A melhor forma de responder essas perguntas é criar uma matriz de riscos, em que se combinam informações quantitativas e qualitativas sobre um determinado ponto e depois elencados os riscos, do maior até o menor. É preciso também estabelecer estratégias de mitigação para os riscos elencados.
Parece meio complicado, não é? Mas complicado mesmo é observar mortalidade contínua em lotes de soltura, principalmente se forem lotes mistos, como é mais comum na reabilitação de passeriformes.
Passo 4 – Gerenciamento do risco
Um problema muito comum na soltura é a dificuldade de gerenciar o risco simplesmente porque as etapas anteriores não foram bem-feitas ou até nem foram realizadas. No caso de uma soltura bem planejada, e para um bom gerenciamento, é preciso dividir os riscos em probabilidade de ocorrência. Uma outra consequência dessa etapa é que ela envolve o planejamento de ações, o que nos leva ao último passo, o de número 5, que é o de implementação e revisão contínua dos protocolos criados a partir dos dados obtidos e das análises realizadas, com descrição das ações, frequência, responsável pela execução, forma de mensuração de sucesso e data para reavaliação.
Finalmente, durante toda a análise de risco, é necessária a ação de comunicar os riscos levantados a todos os atores envolvidos.
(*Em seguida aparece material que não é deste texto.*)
use crate::bigint::Big;


/// Scalar shared by the known-answer vectors
const K: &str = "1d5f3a9b7c2e4f6081a3c5e7092b4d6f8091a2b3c4d5e6f708192a3b4c5d6e7f";

/// Second scalar for the joint multiplications
const K2: &str = "0f1e2d3c4b5a69788796a5b4c3d2e1f00112233445566778899aabbccddeeff";

fn big(s: &str) -> Big {
    Big::from_hex(s).unwrap()
}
E esse, na minha experiência, é talvez um dos aspectos mais falhos nas solturas que já realizei ou acompanhei, pois, em vez de um ambiente de aprendizado, muitas vezes existe um ambiente de censura prévia para as ações de soltura, especialmente se considerarmos todos os tipos de atores envolvidos: Polícia Militar Ambiental, funcionários públicos das várias esferas de governo e técnicos com diferentes formações, sem contar financiadores e apoiadores interessados. Situação que não raro termina em conflito e desgastes entre as partes e, o que é pior, os maiores prejudicados são animais, seja por terem suas chances de sobrevivência diminuídas ou por que virem a óbito por erro de manejo ou condições sanitárias inadequadas. Sem contar o efeito que solturas mal planejadas e mal executadas podem ter a longo e médio prazos nos ambientes naturais.
Mas claro, risco se conhece, se avalia e se mitiga e não pode jamais ser usado como desculpa para não se realizarem ações de soltura. Além disso, é muito mais simples preencher um documento e realizar testes do que coletar carcaças de animais que morrem sem assistência e esperança.
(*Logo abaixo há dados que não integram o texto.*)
//! BN254 (Nogami), u = -0x4080000000000001
//!
//! `p = 36u^4 + 36u^3 + 24u^2 + 6u + 1`, `r = 36u^4 + 36u^3 + 18u^2 + 6u + 1`,
//! `E: y^2 = x^3 + 2`, D-type sextic twist `y^2 = x^3 + 2/(1+i)` over Fp2.

use crate::arch::{Chunk, NLEN};

/// Bits in the modulus
pub const MODBITS: usize = 254;
/// Modulus mod 8
pub const MOD8: usize = 3;
/// Curve coefficient A
pub const CURVE_A: isize = 0;
/// Curve coefficient B as a small integer
pub const CURVE_B_I: isize = 2;

/// Field modulus p
pub const MODULUS: [Chunk; NLEN] = [0x13, 0x13A7, 0x80000000086121, 0x40000001BA344D, 0x25236482];

/// R^2 mod p with R = 2^280
pub const R2MODP: [Chunk; NLEN] = [0x2F2A96FF5E7E39, 0x64E8642B96F13C, 0x9926F7B00C7146, 0x8321E7B4DACD24, 0x1D127A2E];

/// Reduction constant for the modulus
pub const MCONST: Chunk = 0x435E50D79435E5;

/// Prime order of the generator
pub const CURVE_ORDER: [Chunk; NLEN] = [0xD, 0x800000000010A1, 0x8000000007FF9F, 0x40000001BA344D, 0x25236482];

/// Curve coefficient B
pub const CURVE_B: [Chunk; NLEN] = [0x2, 0x0, 0x0, 0x0, 0x0];

/// Generator x coordinate
pub const CURVE_GX: [Chunk; NLEN] = [0x12, 0x13A7, 0x80000000086121, 0x40000001BA344D, 0x25236482];

/// Generator y coordinate
pub const CURVE_GY: [Chunk; NLEN] = [0x1, 0x0, 0x0, 0x0, 0x0];

/// Absolute value of the BN parameter, u = -CURVE_BNX
pub const CURVE_BNX: [Chunk; NLEN] = [0x80000000000001, 0x40, 0x0, 0x0, 0x0];

/// Cube root of unity in Fp acting as the G1 endomorphism
pub const CURVE_CRU: [Chunk; NLEN] = [0x80000000000007, 0x6CD, 0x40000000024909, 0x49B362, 0x0];

/// Real part of the Frobenius constant (1+i)^((p-1)/6)
pub const FRA: [Chunk; NLEN] = [0x7DE6C06F2A6DE9, 0x74924D3F77C2E1, 0x50A846953F8509, 0x212E7C8CB6499B, 0x1B377619];

/// Imaginary part of the Frobenius constant
pub const FRB: [Chunk; NLEN] = [0x82193F90D5922A, 0x8B6DB2C08850C5, 0x2F57B96AC8DC17, 0x1ED1837503EAB2, 0x9EBEE69];

/// G2 generator x, real part
pub const CURVE_PXA: [Chunk; NLEN] = [0xEE4224C803FB2B, 0x8BBB4898BF0D91, 0x7E8C61EDB6A464, 0x519EB62FEB8D8C, 0x61A10BB];

/// G2 generator x, imaginary part
pub const CURVE_PXB: [Chunk; NLEN] = [0x8C34C1E7D54CF3, 0x746BAE3784B70D, 0x8C5982AA5B1F4D, 0xBA737833310AA7, 0x516AAF9];

/// G2 generator y, real part
pub const CURVE_PYA: [Chunk; NLEN] = [0xF0E07891CD2B9A, 0xAE6BDBE09BD19, 0x96698C822329BD, 0x6BAF93439A90E0, 0x21897A0];

/// G2 generator y, imaginary part
pub const CURVE_PYB: [Chunk; NLEN] = [0x2D1AEC6B3ACE9B, 0x6FFD739C9578A, 0x56F5F38D37B090, 0x7C8B15268F6D44, 0xEBB2B0E];

/// GLV lattice row weights
pub const CURVE_W: [[Chunk; NLEN]; 2] = [
    [0x1, 0x81, 0x0, 0x0, 0x0],
    [0x3, 0x80000000000204, 0x6181, 0x0, 0x0],
];

/// GLV short basis, negative entries stored mod r
pub const CURVE_SB: [[[Chunk; NLEN]; 2]; 2] = [
    [
        [0x1, 0x81, 0x0, 0x0, 0x0],
        [0xA, 0xE9D, 0x80000000079E1E, 0x40000001BA344D, 0x25236482],
    ],
    [
        [0x4, 0x80000000000285, 0x6181, 0x0, 0x0],
        [0x1, 0x81, 0x0, 0x0, 0x0],
    ],
];

/// GS lattice row weights
pub const CURVE_WB: [[Chunk; NLEN]; 4] = [
    [0x3, 0x285, 0xC000000000C303, 0x189120, 0x0],
    [0x80000000000001, 0x1C3, 0xC000000000C303, 0x189120, 0x0],
    [0x1, 0x81, 0x0, 0x0, 0x0],
    [0x80000000000005, 0x80000000000448, 0xC0000000012484, 0x189120, 0x0],
];

/// GS short basis, negative entries stored mod r
pub const CURVE_BB: [[[Chunk; NLEN]; 4]; 4] = [
    [
        [0x1, 0x81, 0x0, 0x0, 0x0],
        [0x0, 0x0, 0x0, 0x0, 0x0],
        [0x2, 0x81, 0x0, 0x0, 0x0],
        [0xC, 0x800000000010A1, 0x8000000007FF9F, 0x40000001BA344D, 0x25236482],
    ],
    [
        [0x1, 0x81, 0x0, 0x0, 0x0],
        [0x8000000000000C, 0x80000000001060, 0x8000000007FF9F, 0x40000001BA344D, 0x25236482],
        [0x8000000000000D, 0x80000000001060, 0x8000000007FF9F, 0x40000001BA344D, 0x25236482],
        [0x8000000000000C, 0x80000000001060, 0x8000000007FF9F, 0x40000001BA344D, 0x25236482],
    ],
    [
        [0x8000000000000C, 0x80000000001060, 0x8000000007FF9F, 0x40000001BA344D, 0x25236482],
        [0x80000000000001, 0x40, 0x0, 0x0, 0x0],
        [0x8000000000000C, 0x80000000001060, 0x8000000007FF9F, 0x40000001BA344D, 0x25236482],
        [0xC, 0x80000000001020, 0x8000000007FF9F, 0x40000001BA344D, 0x25236482],
    ],
    [
        [0x2, 0x81, 0x0, 0x0, 0x0],
        [0x80000000000000, 0x40, 0x0, 0x0, 0x0],
        [0x8000000000000C, 0x80000000001060, 0x8000000007FF9F, 0x40000001BA344D, 0x25236482],
        [0x80000000000001, 0x40, 0x0, 0x0, 0x0],
    ],
];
Em síntese, a avaliação dos riscos sanitários não é um luxo desnecessário, só executado por pesquisadores acadêmicos. É uma ação que deve realizada diariamente e de forma organizada para gerar uma base de dados comparáveis entre si e que, de fato, possa auxiliar a quem executa solturas a fazê-las de forma cada vez melhor e mais segura, tanto para os animais quanto para o meio ambiente.